I haven’t met a rice paper roll I haven’t liked, or a person who hasn’t liked rice paper rolls.

They may be simple, but man are they good, especially when teamed up with my special chili peanut sauce which is YOOOOM – if I do say so myself!

Plus, the only cooking required is whichever protein you may choose to include – which, in my case, is often leftovers from the night before.

Despite what you may think, rice paper is actually very durable and not at all fiddley. The hardest part about making the rolls is actually prepping the veg, which takes a total of five minutes.

They’re fresh, crunchy, and delicious, and a deliciously simple way to get more raw vegetables in your diet.


10 rice paper sheets

2 medium carrots

1/2 cucumber

1/4 purple cabbage

Large bunch of fresh coriander (or mint – optional)

100g vermicelli noodles

1 cup of cooked and sliced protein (leftover chicken, pork or beef, prawns, tofu or edamame beans are great, or I’ve used grilled vegetables)

2 tbs peanut butter

2 tbs hoisin sauce

1 tsp apple cider vinegar

1 chili, minced

1 clove garlic, minced

Makes 10 rolls.


The key to success when making rice paper rolls is to be prepared! You’ll need a place for each filling, the noodles, a large bowl filled with lukewarm water to submerge the rice paper, a ceramic plate for the finished wraps and a wet chopping board or plate to assemble each wrap. I like to arrange my counter with the board/plate directly in front of me, the fillings to my left, the noodles and the bowl of water in front of the board, and the ceramic plate for finished wraps to my right.

Once you’re set up, start by soaking the vermicelli noodles in lukewarm water for at least 10 minutes or until softened. Slice cabbage and carrot finely, deseed cucumber and slice into matchsticks. If you like, remove the coriander stems. Assemble the vegetables and your choice of protein in separate piles on a plate or tray. When noodles are softened, drain them and place them in a bowl.

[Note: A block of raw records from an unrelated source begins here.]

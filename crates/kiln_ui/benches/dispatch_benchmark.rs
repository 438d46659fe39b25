//! # Dispatch and Render Benchmark
//!
//! Measures one input pass and one render pass over a wide, shallow tree,
//! the shape of a typical grid screen.

#![allow(missing_docs)]

use criterion::{black_box, criterion_group, criterion_main, Criterion};
use kiln_ui::{
    navigation_channel, Color, Constraint, ConstraintFlags, Container, DisplaySettings, Element,
    EventContext, InputEvents, ParentFrame, RecordingBackend, RenderContext, Trash, Widget,
};

const ROWS: usize = 20;
const COLUMNS: usize = 20;

fn build_grid() -> Element {
    let mut column = Container::column().with_spacing(4.0);
    for _ in 0..ROWS {
        let mut row = Container::row().with_spacing(4.0);
        for _ in 0..COLUMNS {
            row.add(
                Element::new()
                    .with_size(48.0, 24.0)
                    .with_background(Color::SLATE)
                    .with_action(|| {}),
            );
        }
        column.add(row);
    }

    let mut root = Element::new().with_size(1280.0, 720.0);
    column
        .element_mut()
        .add_constraint(Constraint::new(ConstraintFlags::CENTER_BOTH));
    root.add(column);
    root
}

fn bench_render(c: &mut Criterion) {
    let mut root = build_grid();
    let mut backend = RecordingBackend::default();
    let settings = DisplaySettings::default();

    c.bench_function("render_grid_400", |b| {
        b.iter(|| {
            backend.clear();
            let mut ctx = RenderContext::new(&mut backend, &settings, 0);
            root.render(Some(&ParentFrame::ORIGIN), &mut ctx);
            black_box(backend.commands().len())
        });
    });
}

fn bench_dispatch(c: &mut Criterion) {
    let mut root = build_grid();
    let mut backend = RecordingBackend::default();
    let settings = DisplaySettings::default();
    {
        let mut ctx = RenderContext::new(&mut backend, &settings, 0);
        root.render(Some(&ParentFrame::ORIGIN), &mut ctx);
    }
    let (navigator, _pending) = navigation_channel();
    let mut trash = Trash::new();
    let drag = InputEvents::touch_drag(640.0, 360.0);

    c.bench_function("dispatch_drag_grid_400", |b| {
        b.iter(|| {
            let mut ctx = EventContext::new(&drag, &settings, &navigator, &mut trash);
            black_box(root.process(&mut ctx))
        });
    });
}

criterion_group!(benches, bench_render, bench_dispatch);
criterion_main!(benches);
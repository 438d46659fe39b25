//! # UI Error Types
//!
//! Errors surface only at the edges of the runtime: loading configuration,
//! building a display, and changing resolution. Rendering and dispatch
//! degrade silently instead of failing.

use thiserror::Error;

/// Errors that can occur while configuring or driving a display.
#[derive(Error, Debug, Clone, PartialEq)]
pub enum UiError {
    /// A configuration value is out of range.
    #[error("invalid configuration: {0}")]
    InvalidConfig(String),

    /// The configuration file could not be read.
    #[error("failed to read configuration {path}: {reason}")]
    ConfigRead {
        /// Path that was requested.
        path: String,
        /// Underlying I/O error message.
        reason: String,
    },

    /// A logical resolution with a non-positive extent was requested.
    #[error("invalid resolution {width}x{height}")]
    InvalidResolution {
        /// Requested width.
        width: f32,
        /// Requested height.
        height: f32,
    },

    /// A button name in the configuration is not a known logical button.
    #[error("unknown button name: {0}")]
    UnknownButton(String),
}

/// Result type for UI operations.
pub type UiResult<T> = Result<T, UiError>;
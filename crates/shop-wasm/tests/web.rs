//! Browser tests; run with `wasm-pack test --headless --firefox`

#![cfg(target_arch = "wasm32")]

use shop_core::{CartStorage, CART_STORAGE_KEY};
use shop_wasm::*;
use wasm_bindgen::JsValue;
use wasm_bindgen_test::*;

wasm_bindgen_test_configure!(run_in_browser);

fn dish() -> JsValue {
    let item = serde_json::json!({
        "id": "prod_dish",
        "name": "Dish",
        "price": 19.99,
        "image": "/images/dish.jpg",
        "stripePriceId": "price_dish"
    });
    serde_wasm_bindgen::to_value(&item).unwrap()
}

#[wasm_bindgen_test]
fn add_update_and_clear() {
    clear_cart().unwrap();

    add_to_cart(dish()).unwrap();
    add_to_cart(dish()).unwrap();
    assert_eq!(get_cart_item_count(), 2);
    assert!(is_item_in_cart("prod_dish"));

    update_item_quantity("prod_dish", 5.0).unwrap();
    assert_eq!(get_item_quantity("prod_dish"), 5);
    assert_eq!(
        cart_checkout_body(),
        r#"{"lineItems":[{"price":"price_dish","quantity":5}]}"#
    );

    update_item_quantity("prod_dish", 0.0).unwrap();
    assert!(!is_item_in_cart("prod_dish"));

    clear_cart().unwrap();
    assert_eq!(get_cart_item_count(), 0);
}

#[wasm_bindgen_test]
fn corrupt_storage_reads_as_empty() {
    BrowserStorage::local()
        .set_item(CART_STORAGE_KEY, "{not json")
        .unwrap();
    assert_eq!(get_cart_item_count(), 0);
    clear_cart().unwrap();
}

Submerge your first sheet of rice paper in in water for around 3 seconds and place on wet board in front of you. It will still be quite firm but it will soften – do not soak the rice paper or it will lose its integrity. In the centre of the sheet, add a small amount of fresh coriander/mint, cabbage, cucumber, carrot, protein, and vermicelli noddles. Tuck the bottom of the wrap tightly up and over the fillings, followed by each wing. Pressing any air out, roll the remaining wrap up over the open end to close. Place on a damp ceramic plate and repeat until finished. Be careful not to leave the wraps touching as they will get stuck to one another!

To make the sauce, mix peanut butter, hoisin, vinegar, chili and garlic over a low heat until combined, and serve. There’s no need to bring it to a boil.

TIP: If prepping for packed meals, use a little baking paper to separate each wrap to avoid sticking, and eat within 3 days.